ABOUT THIS TASK: Only certain lines below are wanted: those starting at the line containing "#[cfg(test)]" and ending at the line containing "pub(crate) fn now_secs()", both included, each retyped exactly.

[Dataset entries]
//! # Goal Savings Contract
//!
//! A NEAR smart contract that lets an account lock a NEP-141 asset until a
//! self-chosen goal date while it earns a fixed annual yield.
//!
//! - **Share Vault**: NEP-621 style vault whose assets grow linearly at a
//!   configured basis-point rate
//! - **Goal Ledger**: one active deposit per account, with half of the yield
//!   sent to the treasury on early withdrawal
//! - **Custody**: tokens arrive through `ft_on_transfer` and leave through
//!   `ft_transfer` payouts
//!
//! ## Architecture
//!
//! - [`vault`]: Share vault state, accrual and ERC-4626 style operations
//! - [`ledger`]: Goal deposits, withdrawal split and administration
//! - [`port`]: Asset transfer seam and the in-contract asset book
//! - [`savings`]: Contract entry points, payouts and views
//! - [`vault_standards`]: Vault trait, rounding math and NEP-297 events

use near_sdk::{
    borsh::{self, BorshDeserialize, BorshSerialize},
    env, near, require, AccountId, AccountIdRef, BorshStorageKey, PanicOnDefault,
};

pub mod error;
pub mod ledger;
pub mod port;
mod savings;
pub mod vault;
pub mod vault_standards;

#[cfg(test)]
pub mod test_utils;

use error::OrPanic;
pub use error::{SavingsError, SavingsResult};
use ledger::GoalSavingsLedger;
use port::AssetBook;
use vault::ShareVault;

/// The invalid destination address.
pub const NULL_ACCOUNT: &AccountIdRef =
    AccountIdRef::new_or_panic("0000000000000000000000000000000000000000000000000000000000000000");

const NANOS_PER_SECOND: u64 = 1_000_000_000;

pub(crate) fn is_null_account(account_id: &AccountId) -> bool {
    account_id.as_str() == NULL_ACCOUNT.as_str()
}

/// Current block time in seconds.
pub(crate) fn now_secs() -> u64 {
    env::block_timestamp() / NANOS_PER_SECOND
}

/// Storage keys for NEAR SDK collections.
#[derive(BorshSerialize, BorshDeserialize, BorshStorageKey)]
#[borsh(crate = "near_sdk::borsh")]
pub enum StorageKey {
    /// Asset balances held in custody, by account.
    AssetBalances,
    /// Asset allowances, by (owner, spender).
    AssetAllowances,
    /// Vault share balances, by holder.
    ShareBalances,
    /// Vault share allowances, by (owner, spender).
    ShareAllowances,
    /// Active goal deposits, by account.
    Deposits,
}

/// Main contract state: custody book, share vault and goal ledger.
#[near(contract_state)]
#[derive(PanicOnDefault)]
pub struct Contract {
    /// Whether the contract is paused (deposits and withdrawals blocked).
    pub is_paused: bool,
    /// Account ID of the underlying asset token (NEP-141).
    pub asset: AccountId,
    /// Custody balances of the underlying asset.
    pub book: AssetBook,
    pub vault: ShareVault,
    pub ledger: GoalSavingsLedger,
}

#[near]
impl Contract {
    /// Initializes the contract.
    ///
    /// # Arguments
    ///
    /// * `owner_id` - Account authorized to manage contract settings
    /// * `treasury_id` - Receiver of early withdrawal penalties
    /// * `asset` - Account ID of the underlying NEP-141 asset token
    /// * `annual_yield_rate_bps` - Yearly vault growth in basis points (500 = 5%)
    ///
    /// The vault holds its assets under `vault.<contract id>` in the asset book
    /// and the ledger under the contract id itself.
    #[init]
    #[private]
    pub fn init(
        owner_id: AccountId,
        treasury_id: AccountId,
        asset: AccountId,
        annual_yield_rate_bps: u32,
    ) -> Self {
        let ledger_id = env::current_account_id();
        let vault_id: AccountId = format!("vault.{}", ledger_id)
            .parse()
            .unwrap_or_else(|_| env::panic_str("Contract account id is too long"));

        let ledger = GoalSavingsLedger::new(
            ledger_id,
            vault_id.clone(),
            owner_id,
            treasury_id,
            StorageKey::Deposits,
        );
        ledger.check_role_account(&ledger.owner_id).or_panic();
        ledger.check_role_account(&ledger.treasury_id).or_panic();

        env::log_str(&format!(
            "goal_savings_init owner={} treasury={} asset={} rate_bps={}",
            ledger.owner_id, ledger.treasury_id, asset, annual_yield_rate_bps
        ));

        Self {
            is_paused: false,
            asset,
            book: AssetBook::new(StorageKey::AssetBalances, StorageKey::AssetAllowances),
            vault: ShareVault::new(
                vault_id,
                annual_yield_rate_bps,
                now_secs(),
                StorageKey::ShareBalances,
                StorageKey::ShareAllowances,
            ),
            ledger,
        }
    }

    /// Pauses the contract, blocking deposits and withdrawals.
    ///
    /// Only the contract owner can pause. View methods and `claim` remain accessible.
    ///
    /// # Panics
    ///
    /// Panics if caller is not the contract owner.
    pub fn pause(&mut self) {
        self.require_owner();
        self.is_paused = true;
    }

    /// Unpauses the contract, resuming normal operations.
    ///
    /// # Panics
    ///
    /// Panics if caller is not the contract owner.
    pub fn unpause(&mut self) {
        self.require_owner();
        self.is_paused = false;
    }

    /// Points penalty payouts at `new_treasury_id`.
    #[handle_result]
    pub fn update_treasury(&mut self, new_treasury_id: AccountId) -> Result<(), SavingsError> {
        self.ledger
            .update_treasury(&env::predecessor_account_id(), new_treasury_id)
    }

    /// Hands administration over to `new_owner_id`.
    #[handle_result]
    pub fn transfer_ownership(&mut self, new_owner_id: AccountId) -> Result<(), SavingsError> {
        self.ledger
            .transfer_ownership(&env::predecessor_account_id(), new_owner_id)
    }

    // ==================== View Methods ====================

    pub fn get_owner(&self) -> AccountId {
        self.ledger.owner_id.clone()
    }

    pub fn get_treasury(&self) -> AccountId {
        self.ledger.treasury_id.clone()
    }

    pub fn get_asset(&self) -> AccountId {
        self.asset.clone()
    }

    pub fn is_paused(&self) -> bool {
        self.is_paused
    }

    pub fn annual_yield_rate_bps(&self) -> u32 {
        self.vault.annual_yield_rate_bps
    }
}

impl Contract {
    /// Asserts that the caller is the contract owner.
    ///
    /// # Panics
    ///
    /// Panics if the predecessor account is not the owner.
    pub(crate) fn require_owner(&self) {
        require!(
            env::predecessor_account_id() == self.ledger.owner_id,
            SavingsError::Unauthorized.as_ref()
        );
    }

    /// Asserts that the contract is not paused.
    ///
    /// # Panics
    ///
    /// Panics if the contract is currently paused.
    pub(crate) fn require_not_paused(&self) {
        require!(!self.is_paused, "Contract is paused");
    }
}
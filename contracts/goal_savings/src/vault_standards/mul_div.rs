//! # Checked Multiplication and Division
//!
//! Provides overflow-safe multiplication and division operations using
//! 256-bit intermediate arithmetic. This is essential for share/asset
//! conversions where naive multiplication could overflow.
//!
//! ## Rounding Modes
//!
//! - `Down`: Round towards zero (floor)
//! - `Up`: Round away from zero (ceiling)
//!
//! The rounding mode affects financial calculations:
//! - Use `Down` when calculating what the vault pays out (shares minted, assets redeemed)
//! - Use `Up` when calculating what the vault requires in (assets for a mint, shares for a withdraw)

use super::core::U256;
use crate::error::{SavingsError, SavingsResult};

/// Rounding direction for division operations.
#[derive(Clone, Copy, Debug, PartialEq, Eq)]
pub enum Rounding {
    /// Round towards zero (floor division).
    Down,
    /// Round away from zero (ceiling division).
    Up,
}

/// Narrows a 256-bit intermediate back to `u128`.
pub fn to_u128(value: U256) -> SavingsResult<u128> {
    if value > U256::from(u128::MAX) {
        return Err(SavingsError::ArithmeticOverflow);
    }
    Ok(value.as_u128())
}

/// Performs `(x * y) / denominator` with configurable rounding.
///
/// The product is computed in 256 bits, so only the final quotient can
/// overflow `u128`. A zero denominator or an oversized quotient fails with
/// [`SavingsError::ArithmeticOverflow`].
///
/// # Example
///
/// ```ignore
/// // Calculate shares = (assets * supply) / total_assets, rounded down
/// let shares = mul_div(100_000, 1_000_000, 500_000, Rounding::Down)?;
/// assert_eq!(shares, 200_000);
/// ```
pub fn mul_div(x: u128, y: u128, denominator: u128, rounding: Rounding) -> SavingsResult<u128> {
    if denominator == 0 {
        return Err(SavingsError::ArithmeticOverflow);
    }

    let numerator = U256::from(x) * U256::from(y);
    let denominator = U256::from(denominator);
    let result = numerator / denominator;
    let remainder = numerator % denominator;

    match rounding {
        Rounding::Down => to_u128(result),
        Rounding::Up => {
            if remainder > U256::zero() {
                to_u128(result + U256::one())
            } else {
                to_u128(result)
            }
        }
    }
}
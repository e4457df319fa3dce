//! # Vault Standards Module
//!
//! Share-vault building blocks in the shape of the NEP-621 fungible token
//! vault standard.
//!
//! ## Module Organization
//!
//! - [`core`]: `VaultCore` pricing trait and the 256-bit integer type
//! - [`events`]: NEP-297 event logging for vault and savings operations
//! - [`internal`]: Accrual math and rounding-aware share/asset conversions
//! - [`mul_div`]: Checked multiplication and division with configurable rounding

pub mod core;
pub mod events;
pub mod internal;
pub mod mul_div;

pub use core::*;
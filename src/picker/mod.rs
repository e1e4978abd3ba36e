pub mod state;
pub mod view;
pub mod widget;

RESPONSE:
#[cfg(test)]
pub mod test_utils;

use error::OrPanic;
pub use error::{SavingsError, SavingsResult};
use ledger::GoalSavingsLedger;
use port::AssetBook;
use vault::ShareVault;

/// The invalid destination address.
pub const NULL_ACCOUNT: &AccountIdRef =
    AccountIdRef::new_or_panic("0000000000000000000000000000000000000000000000000000000000000000");

const NANOS_PER_SECOND: u64 = 1_000_000_000;

pub(crate) fn is_null_account(account_id: &AccountId) -> bool {
    account_id.as_str() == NULL_ACCOUNT.as_str()
}

/// Current block time in seconds.
pub(crate) fn now_secs() -> u64 {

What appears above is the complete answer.